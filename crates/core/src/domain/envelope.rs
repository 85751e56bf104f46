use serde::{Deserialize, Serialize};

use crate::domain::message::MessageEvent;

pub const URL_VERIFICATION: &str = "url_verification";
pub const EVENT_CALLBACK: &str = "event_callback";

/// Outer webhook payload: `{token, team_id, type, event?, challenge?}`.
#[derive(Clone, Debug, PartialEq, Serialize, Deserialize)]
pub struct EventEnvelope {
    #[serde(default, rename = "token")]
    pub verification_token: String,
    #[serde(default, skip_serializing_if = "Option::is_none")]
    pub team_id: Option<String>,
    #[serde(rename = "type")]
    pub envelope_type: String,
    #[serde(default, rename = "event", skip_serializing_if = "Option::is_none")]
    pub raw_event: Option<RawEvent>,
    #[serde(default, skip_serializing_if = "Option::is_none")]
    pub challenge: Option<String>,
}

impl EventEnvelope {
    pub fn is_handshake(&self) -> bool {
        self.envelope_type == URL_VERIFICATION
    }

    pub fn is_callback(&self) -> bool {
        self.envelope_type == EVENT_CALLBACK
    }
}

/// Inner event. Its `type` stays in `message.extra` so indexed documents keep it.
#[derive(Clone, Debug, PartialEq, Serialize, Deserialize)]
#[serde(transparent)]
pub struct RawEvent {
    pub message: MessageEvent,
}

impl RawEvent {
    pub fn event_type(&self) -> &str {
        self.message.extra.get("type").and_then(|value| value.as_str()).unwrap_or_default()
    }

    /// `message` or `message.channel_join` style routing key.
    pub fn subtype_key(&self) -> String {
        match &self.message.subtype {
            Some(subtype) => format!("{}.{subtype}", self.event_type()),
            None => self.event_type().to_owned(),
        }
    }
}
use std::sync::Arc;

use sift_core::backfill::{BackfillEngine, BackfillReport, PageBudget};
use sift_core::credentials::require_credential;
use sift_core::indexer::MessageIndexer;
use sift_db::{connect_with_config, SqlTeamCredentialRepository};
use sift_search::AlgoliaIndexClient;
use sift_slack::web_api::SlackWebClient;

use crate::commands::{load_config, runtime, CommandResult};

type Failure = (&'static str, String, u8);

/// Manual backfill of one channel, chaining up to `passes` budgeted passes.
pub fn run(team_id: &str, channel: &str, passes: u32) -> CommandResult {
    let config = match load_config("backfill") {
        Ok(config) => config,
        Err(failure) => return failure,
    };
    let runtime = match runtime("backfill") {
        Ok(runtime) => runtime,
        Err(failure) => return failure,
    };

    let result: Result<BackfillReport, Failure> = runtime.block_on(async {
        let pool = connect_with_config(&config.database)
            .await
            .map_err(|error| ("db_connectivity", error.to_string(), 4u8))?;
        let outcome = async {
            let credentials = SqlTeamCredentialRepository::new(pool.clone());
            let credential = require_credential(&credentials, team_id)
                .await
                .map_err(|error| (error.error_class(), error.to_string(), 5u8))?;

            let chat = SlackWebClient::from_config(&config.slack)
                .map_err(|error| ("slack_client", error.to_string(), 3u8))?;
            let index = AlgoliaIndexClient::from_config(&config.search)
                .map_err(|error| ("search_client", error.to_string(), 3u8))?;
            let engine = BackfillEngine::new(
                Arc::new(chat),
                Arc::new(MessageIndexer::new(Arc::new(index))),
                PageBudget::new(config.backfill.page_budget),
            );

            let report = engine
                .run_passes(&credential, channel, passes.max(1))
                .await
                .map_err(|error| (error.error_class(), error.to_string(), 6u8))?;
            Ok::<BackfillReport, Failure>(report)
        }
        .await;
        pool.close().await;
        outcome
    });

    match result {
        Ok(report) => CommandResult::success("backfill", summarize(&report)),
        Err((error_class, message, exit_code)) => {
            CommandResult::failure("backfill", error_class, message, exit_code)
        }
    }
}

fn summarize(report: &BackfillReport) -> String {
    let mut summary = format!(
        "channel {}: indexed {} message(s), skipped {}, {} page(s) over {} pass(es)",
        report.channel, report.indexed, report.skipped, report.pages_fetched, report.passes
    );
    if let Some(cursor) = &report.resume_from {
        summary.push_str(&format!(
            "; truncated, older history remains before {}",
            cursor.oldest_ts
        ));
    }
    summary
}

______________________________

Please output the listing in full, exactly as it was given above.

Solution to this exercise –
filename crates/core/src/domain/envelope.rs
repository 85751e56bf104f46
use serde::{Deserialize, Serialize};

use crate::domain::message::MessageEvent;

pub const URL_VERIFICATION: &str = "url_verification";
pub const EVENT_CALLBACK: &str = "event_callback";

/// Outer webhook payload: `{token, team_id, type, event?, challenge?}`.
#[derive(Clone, Debug, PartialEq, Serialize, Deserialize)]
pub struct EventEnvelope {
    #[serde(default, rename = "token")]
    pub verification_token: String,
    #[serde(default, skip_serializing_if = "Option::is_none")]
    pub team_id: Option<String>,
    #[serde(rename = "type")]
    pub envelope_type: String,
    #[serde(default, rename = "event", skip_serializing_if = "Option::is_none")]
    pub raw_event: Option<RawEvent>,
    #[serde(default, skip_serializing_if = "Option::is_none")]
    pub challenge: Option<String>,
}

impl EventEnvelope {
    pub fn is_handshake(&self) -> bool {
        self.envelope_type == URL_VERIFICATION
    }

    pub fn is_callback(&self) -> bool {
        self.envelope_type == EVENT_CALLBACK
    }
}

/// Inner event. Its `type` stays in `message.extra` so indexed documents keep it.
#[derive(Clone, Debug, PartialEq, Serialize, Deserialize)]
#[serde(transparent)]
pub struct RawEvent {
    pub message: MessageEvent,
}

impl RawEvent {
    pub fn event_type(&self) -> &str {
        self.message.extra.get("type").and_then(|value| value.as_str()).unwrap_or_default()
    }

    /// `message` or `message.channel_join` style routing key.
    pub fn subtype_key(&self) -> String {
        match &self.message.subtype {
            Some(subtype) => format!("{}.{subtype}", self.event_type()),
            None => self.event_type().to_owned(),
        }
    }
}
use std::sync::Arc;

use sift_core::backfill::{BackfillEngine, BackfillReport, PageBudget};
use sift_core::credentials::require_credential;
use sift_core::indexer::MessageIndexer;
use sift_db::{connect_with_config, SqlTeamCredentialRepository};
use sift_search::AlgoliaIndexClient;
use sift_slack::web_api::SlackWebClient;

use crate::commands::{load_config, runtime, CommandResult};

type Failure = (&'static str, String, u8);

/// Manual backfill of one channel, chaining up to `passes` budgeted passes.
pub fn run(team_id: &str, channel: &str, passes: u32) -> CommandResult {
    let config = match load_config("backfill") {
        Ok(config) => config,
        Err(failure) => return failure,
    };
    let runtime = match runtime("backfill") {
        Ok(runtime) => runtime,
        Err(failure) => return failure,
    };

    let result: Result<BackfillReport, Failure> = runtime.block_on(async {
        let pool = connect_with_config(&config.database)
            .await
            .map_err(|error| ("db_connectivity", error.to_string(), 4u8))?;
        let outcome = async {
            let credentials = SqlTeamCredentialRepository::new(pool.clone());
            let credential = require_credential(&credentials, team_id)
                .await
                .map_err(|error| (error.error_class(), error.to_string(), 5u8))?;

            let chat = SlackWebClient::from_config(&config.slack)
                .map_err(|error| ("slack_client", error.to_string(), 3u8))?;
            let index = AlgoliaIndexClient::from_config(&config.search)
                .map_err(|error| ("search_client", error.to_string(), 3u8))?;
            let engine = BackfillEngine::new(
                Arc::new(chat),
                Arc::new(MessageIndexer::new(Arc::new(index))),
                PageBudget::new(config.backfill.page_budget),
            );

            let report = engine
                .run_passes(&credential, channel, passes.max(1))
                .await
                .map_err(|error| (error.error_class(), error.to_string(), 6u8))?;
            Ok::<BackfillReport, Failure>(report)
        }
        .await;
        pool.close().await;
        outcome
    });

    match result {
        Ok(report) => CommandResult::success("backfill", summarize(&report)),
        Err((error_class, message, exit_code)) => {
            CommandResult::failure("backfill", error_class, message, exit_code)
        }
    }
}

fn summarize(report: &BackfillReport) -> String {
    let mut summary = format!(
        "channel {}: indexed {} message(s), skipped {}, {} page(s) over {} pass(es)",
        report.channel, report.indexed, report.skipped, report.pages_fetched, report.passes
    );
    if let Some(cursor) = &report.resume_from {
        summary.push_str(&format!(
            "; truncated, older history remains before {}",
            cursor.oldest_ts
        ));
    }
    summary
}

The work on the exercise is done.